PMC · DOI: 10.3389/fneur.2025.1654404 · Frontiers in Neurology · 2025-10-03

## TL;DR

This study shows that head orientation and movement during manual tests for BPPV significantly affect diagnostic accuracy, especially for lateral BPPV.

## Contribution

The study identifies specific head angles and movements needed for accurate manual BPPV diagnosis and highlights limitations of current techniques.

## Key findings

- Manual SRT missed most lateral BPPV due to insufficient yaw rotation.
- A minimum yaw angle of ±55° is necessary for BPPV nystagmus detection.
- Manual DHT was more effective for posterior BPPV with higher detection rates.

## Abstract

Tradititional manual diagnostics of Benign Paroxysmal Positional Vertigo (BPPV) include Supine Roll test (SRT) and Dix-Hallpike test (DHT).
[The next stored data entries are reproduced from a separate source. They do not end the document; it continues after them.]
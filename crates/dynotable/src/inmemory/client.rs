//! In-memory client implementation.

use std::collections::BTreeMap;
use std::sync::Arc;

use async_trait::async_trait;
use tokio::sync::Mutex;

use dynotable_core::{
    CreateTableRequest, DeleteTableRequest, DescribeTableRequest, Result, TableClient,
    TableDescription, TableError, TableStatus,
};

/// A request received by a [`MemoryClient`].
#[derive(Debug, Clone, PartialEq, Eq)]
pub enum Call {
    CreateTable(CreateTableRequest),
    DescribeTable(DescribeTableRequest),
    DeleteTable(DeleteTableRequest),
    ListTables,
}

#[derive(Debug)]
struct MemoryTable {
    status: TableStatus,
    /// Describe calls left before the current transitional status resolves.
    remaining_polls: u32,
}

#[derive(Debug)]
struct MemoryState {
    tables: BTreeMap<String, MemoryTable>,
    calls: Vec<Call>,
    creating_polls: u32,
    deleting_polls: u32,
    failure: Option<TableError>,
}

impl Default for MemoryState {
    fn default() -> Self {
        Self {
            tables: BTreeMap::new(),
            calls: Vec::new(),
            creating_polls: 1,
            deleting_polls: 1,
            failure: None,
        }
    }
}

impl MemoryState {
    /// Records `call`, then fails it if a failure was queued.
    fn record(&mut self, call: Call) -> Result<()> {
        self.calls.push(call);
        match self.failure.take() {
            Some(err) => Err(err),
            None => Ok(()),
        }
    }
}

/// In-memory table service.
///
/// Cloning yields a handle to the same state. Newly created tables report
/// `CREATING` for a configurable number of describe calls (default 1) before
/// turning `ACTIVE`; deleted tables report `DELETING` the same way before
/// disappearing.
#[derive(Debug, Clone, Default)]
pub struct MemoryClient {
    state: Arc<Mutex<MemoryState>>,
}

impl MemoryClient {
    /// Creates an empty client.
    pub fn new() -> Self {
        Self::default()
    }

    /// Sets how many describe calls report `CREATING` after a create.
    ///
    /// # Panics
    ///
    /// Panics if the client has already been cloned.
    pub fn with_creating_polls(self, polls: u32) -> Self {
        self.configure(|state| state.creating_polls = polls)
    }

    /// Sets how many describe calls report `DELETING` after a delete.
    ///
    /// # Panics
    ///
    /// Panics if the client has already been cloned.
    pub fn with_deleting_polls(self, polls: u32) -> Self {
        self.configure(|state| state.deleting_polls = polls)
    }

    fn configure(mut self, apply: impl FnOnce(&mut MemoryState)) -> Self {
        match Arc::get_mut(&mut self.state) {
            Some(state) => apply(state.get_mut()),
            None => panic!("MemoryClient must be configured before it is cloned"),
        }
        self
    }

    /// Forces the status of an existing table; later describes report it as-is.
    pub async fn set_table_status(&self, table_name: &str, status: TableStatus) {
        if let Some(table) = self.state.lock().await.tables.get_mut(table_name) {
            table.status = status;
            table.remaining_polls = 0;
        }
    }

    /// Makes the next call of any kind fail with `error`.
    pub async fn fail_next(&self, error: TableError) {
        self.state.lock().await.failure = Some(error);
    }

    /// Every request received so far, oldest first.
    pub async fn calls(&self) -> Vec<Call> {
        self.state.lock().await.calls.clone()
    }

    pub async fn last_create_request(&self) -> Option<CreateTableRequest> {
        self.state
            .lock()
            .await
            .calls
            .iter()
            .rev()
            .find_map(|call| match call {
                Call::CreateTable(request) => Some(request.clone()),
                _ => None,
            })
    }

    pub async fn last_describe_request(&self) -> Option<DescribeTableRequest> {
        self.state
            .lock()
            .await
            .calls
            .iter()
            .rev()
            .find_map(|call| match call {
                Call::DescribeTable(request) => Some(request.clone()),
                _ => None,
            })
    }

    pub async fn describe_count(&self) -> usize {
        self.state
            .lock()
            .await
            .calls
            .iter()
            .filter(|call| matches!(call, Call::DescribeTable(_)))
            .count()
    }

    /// Current status of a table without counting as a describe call.
    pub async fn table_status(&self, table_name: &str) -> Option<TableStatus> {
        self.state
            .lock()
            .await
            .tables
            .get(table_name)
            .map(|table| table.status)
    }
}

#[async_trait]
impl TableClient for MemoryClient {
    async fn create_table(&self, request: &CreateTableRequest) -> Result<()> {
        let mut state = self.state.lock().await;
        state.record(Call::CreateTable(request.clone()))?;

        if state.tables.contains_key(&request.table_name) {
            return Err(TableError::TableAlreadyExists {
                table_name: request.table_name.clone(),
            });
        }

        let remaining_polls = state.creating_polls;
        state.tables.insert(
            request.table_name.clone(),
            MemoryTable {
                status: TableStatus::Creating,
                remaining_polls,
            },
        );
        Ok(())
    }

    async fn describe_table(
        &self,
        request: &DescribeTableRequest,
    ) -> Result<Option<TableDescription>> {
        let mut guard = self.state.lock().await;
        let state = &mut *guard;
        state.record(Call::DescribeTable(request.clone()))?;

        let Some(table) = state.tables.get_mut(&request.table_name) else {
            return Ok(None);
        };

        if table.remaining_polls > 0 {
            table.remaining_polls -= 1;
        } else {
            match table.status {
                TableStatus::Creating | TableStatus::Updating => {
                    table.status = TableStatus::Active;
                }
                TableStatus::Deleting => {
                    state.tables.remove(&request.table_name);
                    return Ok(None);
                }
                _ => {}
            }
        }

        Ok(Some(TableDescription::new(
            request.table_name.clone(),
            table.status,
        )))
    }

    async fn delete_table(&self, request: &DeleteTableRequest) -> Result<()> {
        let mut state = self.state.lock().await;
        state.record(Call::DeleteTable(request.clone()))?;

        let remaining_polls = state.deleting_polls;
        match state.tables.get_mut(&request.table_name) {
            Some(table) => {
                table.status = TableStatus::Deleting;
                table.remaining_polls = remaining_polls;
                Ok(())
            }
            None => Err(TableError::TableNotFound {
                table_name: request.table_name.clone(),
            }),
        }
    }

    async fn list_tables(&self) -> Result<Vec<String>> {
        let mut state = self.state.lock().await;
        state.record(Call::ListTables)?;
        Ok(state.tables.keys().cloned().collect())
    }
}

#[cfg(test)]
mod tests {
    use super::*;
    use dynotable_core::Schema;

    fn request(name: &str) -> CreateTableRequest {
        CreateTableRequest::from_schema(Schema::default(), name)
    }

    #[tokio::test]
    async fn test_create_then_describe_transitions_to_active() {
        let client = MemoryClient::new();
        client.create_table(&request("foo.Table")).await.unwrap();

        let describe = DescribeTableRequest::new("foo.Table");
        let first = client.describe_table(&describe).await.unwrap().unwrap();
        let second = client.describe_table(&describe).await.unwrap().unwrap();

        assert_eq!(first.table_status, TableStatus::Creating);
        assert_eq!(second.table_status, TableStatus::Active);
    }

    #[tokio::test]
    async fn test_zero_creating_polls_is_active_immediately() {
        let client = MemoryClient::new().with_creating_polls(0);
        client.create_table(&request("foo.Table")).await.unwrap();

        let description = client
            .describe_table(&DescribeTableRequest::new("foo.Table"))
            .await
            .unwrap()
            .unwrap();
        assert_eq!(description.table_status, TableStatus::Active);
    }

    #[tokio::test]
    async fn test_describe_unknown_table_is_none() {
        let client = MemoryClient::new();
        let description = client
            .describe_table(&DescribeTableRequest::new("nope"))
            .await
            .unwrap();
        assert!(description.is_none());
    }

    #[tokio::test]
    async fn test_duplicate_create_fails() {
        let client = MemoryClient::new();
        client.create_table(&request("foo.Table")).await.unwrap();

        let err = client.create_table(&request("foo.Table")).await.unwrap_err();
        assert!(matches!(err, TableError::TableAlreadyExists { .. }));
    }

    #[tokio::test]
    async fn test_delete_transitions_through_deleting() {
        let client = MemoryClient::new().with_creating_polls(0);
        client.create_table(&request("foo.Table")).await.unwrap();
        client
            .delete_table(&DeleteTableRequest::new("foo.Table"))
            .await
            .unwrap();

        assert_eq!(
            client.table_status("foo.Table").await,
            Some(TableStatus::Deleting)
        );

        let describe = DescribeTableRequest::new("foo.Table");
        let first = client.describe_table(&describe).await.unwrap();
        let second = client.describe_table(&describe).await.unwrap();

        assert_eq!(first.map(|d| d.table_status), Some(TableStatus::Deleting));
        assert!(second.is_none());
        assert_eq!(client.table_status("foo.Table").await, None);
    }

    #[tokio::test]
    async fn test_fail_next_fails_once_and_records_call() {
        let client = MemoryClient::new();
        client
            .fail_next(TableError::Connection("refused".to_string()))
            .await;

        let err = client.list_tables().await.unwrap_err();
        assert_eq!(err, TableError::Connection("refused".to_string()));
        assert!(client.list_tables().await.unwrap().is_empty());
        assert_eq!(client.calls().await, vec![Call::ListTables, Call::ListTables]);
    }

    #[test]
    #[should_panic(expected = "configured before it is cloned")]
    fn test_configuring_a_shared_client_panics() {
        let client = MemoryClient::new();
        let _shared = client.clone();

        let _ = client.with_creating_polls(3);
    }

    #[tokio::test]
    async fn test_set_table_status_sticks() {
        let client = MemoryClient::new();
        client.create_table(&request("foo.Table")).await.unwrap();
        client
            .set_table_status("foo.Table", TableStatus::Archived)
            .await;

        let description = client
            .describe_table(&DescribeTableRequest::new("foo.Table"))
            .await
            .unwrap()
            .unwrap();
        assert_eq!(description.table_status, TableStatus::Archived);
    }

    #[tokio::test]
    async fn test_clones_share_state() {
        let client = MemoryClient::new();
        let other = client.clone();
        client.create_table(&request("foo.Table")).await.unwrap();

        assert_eq!(other.list_tables().await.unwrap(), vec!["foo.Table"]);
        assert!(other.last_create_request().await.is_some());
    }
}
However, the influence of head orientation and -movement on the diagnostic performance remains unclear.

To assess how head orientation and -movement affect the diagnostic performance of the manual SRT and DHT.

This prospective, randomized, crossover study was conducted at a tertiary university hospital outpatient clinic. Participants with suspected BPPV (n = 198) underwent (in random order) both manual and mechanical rotation chair (MRC)-based (gold standard) SRT and DHT. BPPV diagnosis required characteristic positional nystagmus. Participants were grouped as: (1) true positives (manual and MRC diagnostics detection the same BPPV nystagmus) and (2) false negatives (manual: negative, MRC: positive). Primary outcome was difference in head orientation and -movement between groups. Secondary outcome was minimal head orientation required for BPPV nystagmus detection in the manual tests.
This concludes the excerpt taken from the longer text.